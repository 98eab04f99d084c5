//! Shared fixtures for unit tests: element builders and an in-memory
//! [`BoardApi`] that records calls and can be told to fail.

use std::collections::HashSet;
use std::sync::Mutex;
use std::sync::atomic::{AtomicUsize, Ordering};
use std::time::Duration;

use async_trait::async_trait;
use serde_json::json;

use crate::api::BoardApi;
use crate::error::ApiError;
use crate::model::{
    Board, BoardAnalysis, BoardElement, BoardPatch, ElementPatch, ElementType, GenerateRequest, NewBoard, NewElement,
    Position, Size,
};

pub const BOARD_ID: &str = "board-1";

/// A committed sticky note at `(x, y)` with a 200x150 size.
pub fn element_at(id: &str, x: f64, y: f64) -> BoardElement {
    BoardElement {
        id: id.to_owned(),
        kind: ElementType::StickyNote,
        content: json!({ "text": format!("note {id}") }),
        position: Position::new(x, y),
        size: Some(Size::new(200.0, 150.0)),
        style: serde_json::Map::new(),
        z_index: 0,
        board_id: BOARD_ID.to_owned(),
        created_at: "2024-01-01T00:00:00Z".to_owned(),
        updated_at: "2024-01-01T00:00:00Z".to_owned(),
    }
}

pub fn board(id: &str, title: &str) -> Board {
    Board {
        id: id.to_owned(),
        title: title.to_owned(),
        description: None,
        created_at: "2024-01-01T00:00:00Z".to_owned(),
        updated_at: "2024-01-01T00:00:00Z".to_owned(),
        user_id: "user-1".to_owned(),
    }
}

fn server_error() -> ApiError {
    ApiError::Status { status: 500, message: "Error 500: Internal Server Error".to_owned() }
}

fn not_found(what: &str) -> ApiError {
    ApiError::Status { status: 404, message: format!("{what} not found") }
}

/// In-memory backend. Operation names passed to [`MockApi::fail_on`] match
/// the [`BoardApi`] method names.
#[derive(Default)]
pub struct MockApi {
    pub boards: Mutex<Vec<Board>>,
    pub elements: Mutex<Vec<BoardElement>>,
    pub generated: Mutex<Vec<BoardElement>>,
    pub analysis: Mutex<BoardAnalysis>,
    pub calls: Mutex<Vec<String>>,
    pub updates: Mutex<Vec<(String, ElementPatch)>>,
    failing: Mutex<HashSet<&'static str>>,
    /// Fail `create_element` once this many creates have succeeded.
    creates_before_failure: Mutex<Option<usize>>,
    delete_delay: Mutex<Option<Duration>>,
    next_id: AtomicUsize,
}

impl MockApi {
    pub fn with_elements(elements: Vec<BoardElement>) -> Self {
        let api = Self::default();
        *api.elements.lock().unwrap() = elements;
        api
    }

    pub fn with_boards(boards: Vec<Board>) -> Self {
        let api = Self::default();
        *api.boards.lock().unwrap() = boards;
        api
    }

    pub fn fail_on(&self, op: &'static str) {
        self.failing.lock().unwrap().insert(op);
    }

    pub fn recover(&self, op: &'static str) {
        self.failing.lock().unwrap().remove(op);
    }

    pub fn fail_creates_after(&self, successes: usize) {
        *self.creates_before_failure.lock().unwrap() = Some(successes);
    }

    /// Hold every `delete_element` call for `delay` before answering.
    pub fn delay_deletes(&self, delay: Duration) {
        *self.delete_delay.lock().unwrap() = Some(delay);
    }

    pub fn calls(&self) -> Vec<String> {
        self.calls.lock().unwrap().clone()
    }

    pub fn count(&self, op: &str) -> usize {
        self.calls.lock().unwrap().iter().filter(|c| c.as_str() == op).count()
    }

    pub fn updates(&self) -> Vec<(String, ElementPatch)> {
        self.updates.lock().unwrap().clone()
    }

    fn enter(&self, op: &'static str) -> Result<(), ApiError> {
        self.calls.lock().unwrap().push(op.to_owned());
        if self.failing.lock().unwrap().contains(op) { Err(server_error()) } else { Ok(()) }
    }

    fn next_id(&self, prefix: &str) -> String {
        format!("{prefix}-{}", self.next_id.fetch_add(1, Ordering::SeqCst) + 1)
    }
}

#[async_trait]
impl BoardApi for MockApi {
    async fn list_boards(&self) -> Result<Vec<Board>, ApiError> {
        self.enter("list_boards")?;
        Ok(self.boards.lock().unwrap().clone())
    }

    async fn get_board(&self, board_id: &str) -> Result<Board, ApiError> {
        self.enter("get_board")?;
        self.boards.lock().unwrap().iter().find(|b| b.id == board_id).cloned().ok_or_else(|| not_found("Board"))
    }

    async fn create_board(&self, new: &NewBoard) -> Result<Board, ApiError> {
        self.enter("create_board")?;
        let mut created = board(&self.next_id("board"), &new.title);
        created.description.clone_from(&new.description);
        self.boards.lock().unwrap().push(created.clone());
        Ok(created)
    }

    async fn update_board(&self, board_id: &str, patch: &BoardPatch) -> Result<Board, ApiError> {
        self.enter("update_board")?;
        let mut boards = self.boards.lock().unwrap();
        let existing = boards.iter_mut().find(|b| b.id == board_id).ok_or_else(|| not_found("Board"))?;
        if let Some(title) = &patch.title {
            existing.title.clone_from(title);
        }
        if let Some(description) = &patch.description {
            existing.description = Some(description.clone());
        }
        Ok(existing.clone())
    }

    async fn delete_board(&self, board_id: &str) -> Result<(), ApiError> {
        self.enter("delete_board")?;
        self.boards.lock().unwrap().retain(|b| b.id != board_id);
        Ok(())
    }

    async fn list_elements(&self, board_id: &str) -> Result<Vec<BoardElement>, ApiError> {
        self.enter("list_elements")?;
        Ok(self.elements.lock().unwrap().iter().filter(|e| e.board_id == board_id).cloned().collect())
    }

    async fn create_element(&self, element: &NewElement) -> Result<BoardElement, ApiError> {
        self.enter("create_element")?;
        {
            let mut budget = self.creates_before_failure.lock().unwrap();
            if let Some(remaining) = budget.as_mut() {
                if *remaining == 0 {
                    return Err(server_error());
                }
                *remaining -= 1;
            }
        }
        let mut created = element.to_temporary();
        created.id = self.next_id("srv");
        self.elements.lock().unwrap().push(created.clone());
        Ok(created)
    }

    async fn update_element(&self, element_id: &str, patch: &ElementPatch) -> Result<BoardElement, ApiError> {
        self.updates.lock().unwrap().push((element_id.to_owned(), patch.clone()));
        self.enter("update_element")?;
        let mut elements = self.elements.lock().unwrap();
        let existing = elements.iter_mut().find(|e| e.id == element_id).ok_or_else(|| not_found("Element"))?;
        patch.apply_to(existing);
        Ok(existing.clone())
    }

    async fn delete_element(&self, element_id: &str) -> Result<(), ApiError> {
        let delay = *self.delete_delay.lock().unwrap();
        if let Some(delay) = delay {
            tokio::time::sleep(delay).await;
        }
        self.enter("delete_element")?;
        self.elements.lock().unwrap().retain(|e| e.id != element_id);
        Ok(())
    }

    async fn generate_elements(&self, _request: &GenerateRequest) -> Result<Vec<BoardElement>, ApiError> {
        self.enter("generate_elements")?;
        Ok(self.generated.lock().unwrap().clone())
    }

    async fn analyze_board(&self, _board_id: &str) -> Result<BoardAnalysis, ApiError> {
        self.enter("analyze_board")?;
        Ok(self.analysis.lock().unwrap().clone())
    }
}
§
— Your task —
"fn server_error() ->" marks the last line to print; print everything from the first line of the data through that line, unchanged, and nothing more.

— Result of this task —
repository 98eab04f99d084c5
//! Shared fixtures for unit tests: element builders and an in-memory
//! [`BoardApi`] that records calls and can be told to fail.

use std::collections::HashSet;
use std::sync::Mutex;
use std::sync::atomic::{AtomicUsize, Ordering};
use std::time::Duration;

use async_trait::async_trait;
use serde_json::json;

use crate::api::BoardApi;
use crate::error::ApiError;
use crate::model::{
    Board, BoardAnalysis, BoardElement, BoardPatch, ElementPatch, ElementType, GenerateRequest, NewBoard, NewElement,
    Position, Size,
};

pub const BOARD_ID: &str = "board-1";

/// A committed sticky note at `(x, y)` with a 200x150 size.
pub fn element_at(id: &str, x: f64, y: f64) -> BoardElement {
    BoardElement {
        id: id.to_owned(),
        kind: ElementType::StickyNote,
        content: json!({ "text": format!("note {id}") }),
        position: Position::new(x, y),
        size: Some(Size::new(200.0, 150.0)),
        style: serde_json::Map::new(),
        z_index: 0,
        board_id: BOARD_ID.to_owned(),
        created_at: "2024-01-01T00:00:00Z".to_owned(),
        updated_at: "2024-01-01T00:00:00Z".to_owned(),
    }
}

pub fn board(id: &str, title: &str) -> Board {
    Board {
        id: id.to_owned(),
        title: title.to_owned(),
        description: None,
        created_at: "2024-01-01T00:00:00Z".to_owned(),
        updated_at: "2024-01-01T00:00:00Z".to_owned(),
        user_id: "user-1".to_owned(),
    }
}

fn server_error() -> ApiError {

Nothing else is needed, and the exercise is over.